Jeanette Dickson: Ok. So I'm hearing definitely geographical differences, definitely differences between big teaching hospitals and smaller DGHs as we would expect, definite differences. I think you probably failed to mention a lack in surgery, Participant A, which I feel if I went back to you that you'd say yes. But it's huge things and diagnostics. Pathology is a recurrent theme, radiology is a recurrent theme, but also oncology. We're hearing about all of the allied professions – nurses, pharmacists, radiographers – and we're also hearing about the underlying admin support to allow people to do clinical care. We're also talking about not helping ourselves, not necessarily making the best of the people who want to work in cancer by having different adverts, different job titles, different training needs, different bandings. So I'm hearing that. We had Participant E talking about MDTs being good. Are we kind of agreeing on that one about a fully staffed MDT being better for patient outcomes as one of the questions?
Participant E: I think it's the best thing that had happened, but I'm not saying that they've changed into and continue to be. But yes.
Participant C: I think they are. One of the issues we have is the requirement appropriately to have a specialist haemato pathologist in our MDT, and because of all the structure services we don't have, certainly in the district general I work in, a haemato pathologist is able to dial into the MDT. So I think that again talks of regional variation, but even within a specific location between the centre and the district general for lack of pathology. Can I just quickly make the point that haematology I always think is the forgotten oncology discipline? I appreciate haematologists do lots of things: so they do sickle, they to the coagulation, they do lovely things – transplantation – but actually we have about 1000 haematologists, almost an equivalent I think to the number of oncologists, of which I would say at least half of our workload, if not more, is actually oncology, and thinking about haematology as an oncology discipline and also, workforce planning. It's not just who you have now, it's the concept of an aging population of consultants that are going to retire or not recruiting them. The final comment, if I may, is [from] when I was a training program director, there isn't really a shortage of people applying for the discipline. I don't know about oncology for haematology, there isn't a shortage of people coming through core medical training who want to be haematologists, it's just the number of posts that we have defined as we’re able to train, and that is something certainly we or the government could potentially invest in.

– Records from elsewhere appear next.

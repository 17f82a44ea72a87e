use crate::domain::lead::{LeadDraft, LeadField};
use crate::i18n::MessageKey;

use super::states::{SellEffect, SellEvent, SellSession, SellStep};

/// Applies one event to a questionnaire session.
///
/// Pure and total: every `(session, event)` pair produces a next session plus
/// an ordered effect list, never an error. Unexpected input degrades to a
/// no-op rather than a failure.
pub fn transition(session: SellSession, event: SellEvent) -> (SellSession, Vec<SellEffect>) {
    match event {
        SellEvent::Start => restart(session.lang),
        SellEvent::Cancel => (
            SellSession::idle(session.lang),
            vec![SellEffect::Say(MessageKey::MenuTitle)],
        ),
        SellEvent::Reply(text) => reply(session, &text),
    }
}

fn restart(lang: crate::i18n::Lang) -> (SellSession, Vec<SellEffect>) {
    (
        SellSession { lang, step: SellStep::Brand, fields: Vec::new() },
        vec![SellEffect::Say(MessageKey::SellIntro), SellEffect::Say(MessageKey::AskBrand)],
    )
}

fn reply(session: SellSession, text: &str) -> (SellSession, Vec<SellEffect>) {
    let answer = text.trim();
    if !session.is_active() || answer.is_empty() {
        return (session, Vec::new());
    }

    if session.step == SellStep::Phone {
        return phone_reply(session, answer);
    }

    let Some(field) = session.step.field() else {
        return (session, Vec::new());
    };

    let next = session.step.next();
    let mut fields = session.fields;
    fields.push((field, answer.to_string()));

    let effects = match next.prompt() {
        Some(prompt) => vec![SellEffect::Say(prompt)],
        None => Vec::new(),
    };
    (SellSession { lang: session.lang, step: next, fields }, effects)
}

fn phone_reply(session: SellSession, phone: &str) -> (SellSession, Vec<SellEffect>) {
    if !is_plausible_phone(phone) {
        return (session, vec![SellEffect::Say(MessageKey::InvalidPhone)]);
    }

    match draft_from(&session, phone) {
        Some(draft) => (
            SellSession::idle(session.lang),
            vec![SellEffect::CompleteLead(draft), SellEffect::Say(MessageKey::SellDone)],
        ),
        // A session at Phone with answers missing was truncated or tampered
        // with; restart the questionnaire rather than saving a partial lead.
        None => restart(session.lang),
    }
}

fn draft_from(session: &SellSession, phone: &str) -> Option<LeadDraft> {
    Some(LeadDraft {
        lang: session.lang,
        full_name: session.answer(LeadField::Name)?.to_string(),
        phone: phone.to_string(),
        brand_text: session.answer(LeadField::Brand)?.to_string(),
        model_text: session.answer(LeadField::Model)?.to_string(),
        year: session.answer(LeadField::Year)?.to_string(),
        color: session.answer(LeadField::Color)?.to_string(),
        price_wanted: session.answer(LeadField::Price)?.to_string(),
        condition: session.answer(LeadField::Condition)?.to_string(),
    })
}

/// Phone shape check: optional leading `+`, one digit, then at least seven
/// more characters drawn from digits, spaces, hyphens, and parentheses.
pub fn is_plausible_phone(raw: &str) -> bool {
    let trimmed = raw.trim();
    let rest = trimmed.strip_prefix('+').unwrap_or(trimmed);

    let mut chars = rest.chars();
    let leads_with_digit = matches!(chars.next(), Some(first) if first.is_ascii_digit());
    if !leads_with_digit {
        return false;
    }

    let mut tail_len = 0usize;
    for ch in chars {
        if !(ch.is_ascii_digit() || matches!(ch, ' ' | '-' | '(' | ')')) {
            return false;
        }
        tail_len += 1;
    }
    tail_len >= 7
}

Participant A: Yeah, I sort of agree with that. The MDTs are probably one of the best things that have happened, and I know in lung cancers since we've had MDTs in this country the resection rates for lung cancer have quadrupled in some areas, which I think is very good. But we did get to the stage where every single clinical decision was going through an MDT, and the MDT was using a hell of a lot of resources up. The number of consultants sitting around that table for hours on end discussing, ‘should this patient go for a PET scan?’ Of course they do; that's what the guidelines say. It's been streamlined a little bit, but I'm sure the MDTs can be streamlined more than they have been at present to make the most of consultant time. Also I think it's important that as MDTs, which isn't always the case, that you have more than one specialty. So in lung cancer you should have two thoracic surgeons there, two oncologists there, because one person’s opinion may differ from the other. So you have a balanced opinion, and not just one surgeon who may be a bit risk averse going, ‘no, I don't like the look of that’, and, you know, he may have had a recent death that clouds his opinion for the next couple of months. So I think it's important you get the right patients discussed at the MDTs at the right time, and have enough of the appropriate experts there, but again not too many so you’re inundating people with unnecessary MDTs.
Jeanette Dickson: So a view of MDTs as being a good thing, but maybe in need of an overhaul.

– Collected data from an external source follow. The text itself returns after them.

use chrono::{DateTime, Utc};
use rust_decimal::Decimal;
use serde::{Deserialize, Serialize};

use crate::i18n::Lang;

#[derive(Clone, Copy, Debug, PartialEq, Eq, Hash, Serialize, Deserialize)]
pub struct BrandId(pub i64);

#[derive(Clone, Copy, Debug, PartialEq, Eq, Hash, Serialize, Deserialize)]
pub struct PriceCategoryId(pub i64);

#[derive(Clone, Copy, Debug, PartialEq, Eq, Hash, Serialize, Deserialize)]
pub struct ManagerId(pub i64);

#[derive(Clone, Copy, Debug, PartialEq, Eq, Hash, Serialize, Deserialize)]
pub struct CarId(pub i64);

#[derive(Clone, Debug, PartialEq, Eq, Serialize, Deserialize)]
pub struct Brand {
    pub id: BrandId,
    pub name_ru: String,
    pub name_uz: String,
}

impl Brand {
    pub fn name(&self, lang: Lang) -> &str {
        match lang {
            Lang::Ru => &self.name_ru,
            Lang::Uz => &self.name_uz,
        }
    }
}

#[derive(Clone, Debug, PartialEq, Eq, Serialize, Deserialize)]
pub struct PriceCategory {
    pub id: PriceCategoryId,
    pub label_ru: String,
    pub label_uz: String,
    pub sort: i64,
}

impl PriceCategory {
    pub fn label(&self, lang: Lang) -> &str {
        match lang {
            Lang::Ru => &self.label_ru,
            Lang::Uz => &self.label_uz,
        }
    }
}

#[derive(Clone, Debug, PartialEq, Eq, Serialize, Deserialize)]
pub struct Manager {
    pub id: ManagerId,
    pub name: String,
    pub phone: String,
    pub active: bool,
    pub sort: i64,
}

#[derive(Clone, Debug, PartialEq, Serialize, Deserialize)]
pub struct Car {
    pub id: CarId,
    pub brand_id: BrandId,
    pub model: String,
    pub year: i32,
    pub price: Decimal,
    pub price_category_id: Option<PriceCategoryId>,
    pub description_ru: Option<String>,
    pub description_uz: Option<String>,
    pub active: bool,
    pub created_at: DateTime<Utc>,
}

impl Car {
    pub fn description(&self, lang: Lang) -> Option<&str> {
        let raw = match lang {
            Lang::Ru => self.description_ru.as_deref(),
            Lang::Uz => self.description_uz.as_deref(),
        };
        raw.filter(|text| !text.trim().is_empty())
    }
}

#[derive(Clone, Debug, PartialEq, Eq, Serialize, Deserialize)]
pub struct CarPhoto {
    pub id: i64,
    pub car_id: CarId,
    pub file_path: String,
    pub sort: i64,
}

/// Listing row: the car joined with its brand, optional tier label, and the
/// first photo when one exists.
#[derive(Clone, Debug, PartialEq, Serialize, Deserialize)]
pub struct CarSummary {
    pub car: Car,
    pub brand_name_ru: String,
    pub brand_name_uz: String,
    pub category_label_ru: Option<String>,
    pub category_label_uz: Option<String>,
    pub cover_photo: Option<String>,
}

impl CarSummary {
    pub fn brand_name(&self, lang: Lang) -> &str {
        match lang {
            Lang::Ru => &self.brand_name_ru,
            Lang::Uz => &self.brand_name_uz,
        }
    }

    pub fn category_label(&self, lang: Lang) -> &str {
        let label = match lang {
            Lang::Ru => self.category_label_ru.as_deref(),
            Lang::Uz => self.category_label_uz.as_deref(),
        };
        label.unwrap_or("—")
    }
}

#[derive(Clone, Debug, PartialEq, Serialize, Deserialize)]
pub struct CarDetail {
    pub car: Car,
    pub brand_name_ru: String,
    pub brand_name_uz: String,
    pub category_label_ru: Option<String>,
    pub category_label_uz: Option<String>,
    pub photos: Vec<CarPhoto>,
}

impl CarDetail {
    pub fn brand_name(&self, lang: Lang) -> &str {
        match lang {
            Lang::Ru => &self.brand_name_ru,
            Lang::Uz => &self.brand_name_uz,
        }
    }

    pub fn category_label(&self, lang: Lang) -> &str {
        let label = match lang {
            Lang::Ru => self.category_label_ru.as_deref(),
            Lang::Uz => self.category_label_uz.as_deref(),
        };
        label.unwrap_or("—")
    }
}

Participant D: I do think that they're a good thing, but we can also have some very highly complex and tortuous pathways for MDTs between local ones and specialists ones, especially when you're in a large geographical area. We have one site that sits under a different cancer centre because it historically didn't sit within the same trust as where our cancer centre sits at Brighton. So if we have patients treated via a different cancer centre, and that leads to inequity of access to specialist MDTs. So cancer of unknown primary, for example, can be referred easily into a cup MDT for Worthing patients, but for our Chichester patients that doesn't exist in the same format to the West. So there is that issue, and I think as well it's also time put aside for the MDT leads to engage with the MDTs. I think we have struggled, we've tried for our cancer board to really engage with that with our CD leading on that, and really being able to give them that time and for their engagement into that process too so that we can streamline and improve how MDTs function.

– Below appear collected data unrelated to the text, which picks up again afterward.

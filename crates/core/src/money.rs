use rust_decimal::Decimal;

/// Formats a price for display: whole sums, thousands grouped with spaces,
/// currency word appended. `150000000` renders as `150 000 000 сум`.
pub fn format_price(price: Decimal) -> String {
    let rounded = price.round();
    let negative = rounded.is_sign_negative() && !rounded.is_zero();
    let digits = rounded.abs().to_string();

    let mut grouped = String::with_capacity(digits.len() + digits.len() / 3 + 1);
    for (index, ch) in digits.chars().rev().enumerate() {
        if index > 0 && index % 3 == 0 {
            grouped.push(' ');
        }
        grouped.push(ch);
    }
    let body: String = grouped.chars().rev().collect();

    if negative {
        format!("-{body} сум")
    } else {
        format!("{body} сум")
    }
}

#[cfg(test)]
mod tests {
    use rust_decimal::Decimal;

    use super::format_price;

    #[test]
    fn groups_thousands_with_spaces() {
        assert_eq!(format_price(Decimal::new(150_000_000, 0)), "150 000 000 сум");
        assert_eq!(format_price(Decimal::new(1_000, 0)), "1 000 сум");
        assert_eq!(format_price(Decimal::new(999, 0)), "999 сум");
        assert_eq!(format_price(Decimal::ZERO), "0 сум");
    }

    #[test]
    fn rounds_fractional_prices_to_whole_sums() {
        assert_eq!(format_price(Decimal::new(1_234_560, 2)), "12 346 сум");
    }
}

Participant B: Yeah, I think just to echo what both Participants A and D have said where I think the minimum quoracy is a good thing when you're a DGH, because I think particularly when you’ve got oncologist shortages you've got that lever where you have got that quoracy so that’s really powerful. But [I’m] hearing very strongly what Participant A said there, just having one voice. So for example, in County Durham and Darlington we have two split MDTs because we refer to two tertiary centres, both going north to Newcastle, and South to South Tees. You see huge differences. You'll have one oncologist sitting on each from each area with really variable outcomes. So I think it just needs a refresh back to what you said. I think the [indecipherable] is great. I think they’re a brilliant thing and yeah, having protocolized decision-making as well where you can I think is really important when you know it's open and shut cases.
Jeanette Dickson: Ok, thanks everyone. So if I hand over to you, Rob, is that alright?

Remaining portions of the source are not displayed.